Aim of the task:
Restating the data exactly is the whole task.

Saved entries:
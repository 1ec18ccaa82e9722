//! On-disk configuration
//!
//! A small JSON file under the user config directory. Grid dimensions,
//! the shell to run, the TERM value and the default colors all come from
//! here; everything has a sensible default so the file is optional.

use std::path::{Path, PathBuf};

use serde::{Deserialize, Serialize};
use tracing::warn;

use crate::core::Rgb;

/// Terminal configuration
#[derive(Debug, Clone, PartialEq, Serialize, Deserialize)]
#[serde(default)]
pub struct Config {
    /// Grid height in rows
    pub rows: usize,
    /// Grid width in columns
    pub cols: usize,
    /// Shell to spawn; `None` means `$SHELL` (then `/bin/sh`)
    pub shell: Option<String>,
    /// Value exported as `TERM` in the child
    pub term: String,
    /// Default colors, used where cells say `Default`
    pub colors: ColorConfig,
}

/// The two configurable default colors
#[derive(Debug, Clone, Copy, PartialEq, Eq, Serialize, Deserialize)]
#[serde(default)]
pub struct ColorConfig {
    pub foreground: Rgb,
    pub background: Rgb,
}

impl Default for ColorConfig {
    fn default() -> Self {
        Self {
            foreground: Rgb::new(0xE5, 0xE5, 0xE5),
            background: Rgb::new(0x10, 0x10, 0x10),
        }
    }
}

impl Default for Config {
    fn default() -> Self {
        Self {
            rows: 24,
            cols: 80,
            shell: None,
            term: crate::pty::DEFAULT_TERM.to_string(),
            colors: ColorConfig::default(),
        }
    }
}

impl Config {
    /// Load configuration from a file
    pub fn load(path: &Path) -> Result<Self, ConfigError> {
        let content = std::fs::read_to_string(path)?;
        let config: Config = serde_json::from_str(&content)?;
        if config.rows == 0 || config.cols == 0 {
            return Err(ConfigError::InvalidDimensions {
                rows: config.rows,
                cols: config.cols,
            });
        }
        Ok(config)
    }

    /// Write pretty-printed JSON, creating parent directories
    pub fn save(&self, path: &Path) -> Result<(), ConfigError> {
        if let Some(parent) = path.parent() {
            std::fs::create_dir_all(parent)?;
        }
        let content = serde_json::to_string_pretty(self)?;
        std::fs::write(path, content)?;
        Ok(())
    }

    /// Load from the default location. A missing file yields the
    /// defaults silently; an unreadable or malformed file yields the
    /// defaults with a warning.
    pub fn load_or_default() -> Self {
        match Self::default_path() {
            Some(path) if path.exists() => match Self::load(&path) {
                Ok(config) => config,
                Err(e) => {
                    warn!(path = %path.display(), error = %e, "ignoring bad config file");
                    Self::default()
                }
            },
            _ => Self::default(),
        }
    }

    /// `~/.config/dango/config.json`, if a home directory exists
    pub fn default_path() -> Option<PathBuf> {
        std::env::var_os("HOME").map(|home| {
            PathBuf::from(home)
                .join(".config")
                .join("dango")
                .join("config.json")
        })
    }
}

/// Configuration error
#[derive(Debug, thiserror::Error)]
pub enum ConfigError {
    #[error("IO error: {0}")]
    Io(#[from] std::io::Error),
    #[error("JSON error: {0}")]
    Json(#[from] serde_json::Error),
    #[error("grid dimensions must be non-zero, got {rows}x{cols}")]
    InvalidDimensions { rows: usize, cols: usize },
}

Exercise answer:
repository 1ec18ccaa82e9722
//! On-disk configuration
//!
//! A small JSON file under the user config directory. Grid dimensions,
//! the shell to run, the TERM value and the default colors all come from
//! here; everything has a sensible default so the file is optional.

use std::path::{Path, PathBuf};

use serde::{Deserialize, Serialize};
use tracing::warn;

use crate::core::Rgb;

/// Terminal configuration
#[derive(Debug, Clone, PartialEq, Serialize, Deserialize)]
#[serde(default)]
pub struct Config {
    /// Grid height in rows
    pub rows: usize,
    /// Grid width in columns
    pub cols: usize,
    /// Shell to spawn; `None` means `$SHELL` (then `/bin/sh`)
    pub shell: Option<String>,
    /// Value exported as `TERM` in the child
    pub term: String,
    /// Default colors, used where cells say `Default`
    pub colors: ColorConfig,
}

/// The two configurable default colors
#[derive(Debug, Clone, Copy, PartialEq, Eq, Serialize, Deserialize)]
#[serde(default)]
pub struct ColorConfig {
    pub foreground: Rgb,
    pub background: Rgb,
}

impl Default for ColorConfig {
    fn default() -> Self {
        Self {
            foreground: Rgb::new(0xE5, 0xE5, 0xE5),
            background: Rgb::new(0x10, 0x10, 0x10),
        }
    }
}

impl Default for Config {
    fn default() -> Self {
        Self {
            rows: 24,
            cols: 80,
            shell: None,
            term: crate::pty::DEFAULT_TERM.to_string(),
            colors: ColorConfig::default(),
        }
    }
}

impl Config {
    /// Load configuration from a file
    pub fn load(path: &Path) -> Result<Self, ConfigError> {
        let content = std::fs::read_to_string(path)?;
        let config: Config = serde_json::from_str(&content)?;
        if config.rows == 0 || config.cols == 0 {
            return Err(ConfigError::InvalidDimensions {
                rows: config.rows,
                cols: config.cols,
            });
        }
        Ok(config)
    }

    /// Write pretty-printed JSON, creating parent directories
    pub fn save(&self, path: &Path) -> Result<(), ConfigError> {
        if let Some(parent) = path.parent() {
            std::fs::create_dir_all(parent)?;
        }
        let content = serde_json::to_string_pretty(self)?;
        std::fs::write(path, content)?;
        Ok(())
    }

    /// Load from the default location. A missing file yields the
    /// defaults silently; an unreadable or malformed file yields the
    /// defaults with a warning.
    pub fn load_or_default() -> Self {
        match Self::default_path() {
            Some(path) if path.exists() => match Self::load(&path) {
                Ok(config) => config,
                Err(e) => {
                    warn!(path = %path.display(), error = %e, "ignoring bad config file");
                    Self::default()
                }
            },
            _ => Self::default(),
        }
    }

    /// `~/.config/dango/config.json`, if a home directory exists
    pub fn default_path() -> Option<PathBuf> {
        std::env::var_os("HOME").map(|home| {
            PathBuf::from(home)
                .join(".config")
                .join("dango")
                .join("config.json")
        })
    }
}

/// Configuration error
#[derive(Debug, thiserror::Error)]
pub enum ConfigError {
    #[error("IO error: {0}")]
    Io(#[from] std::io::Error),
    #[error("JSON error: {0}")]
    Json(#[from] serde_json::Error),
    #[error("grid dimensions must be non-zero, got {rows}x{cols}")]
    InvalidDimensions { rows: usize, cols: usize },
}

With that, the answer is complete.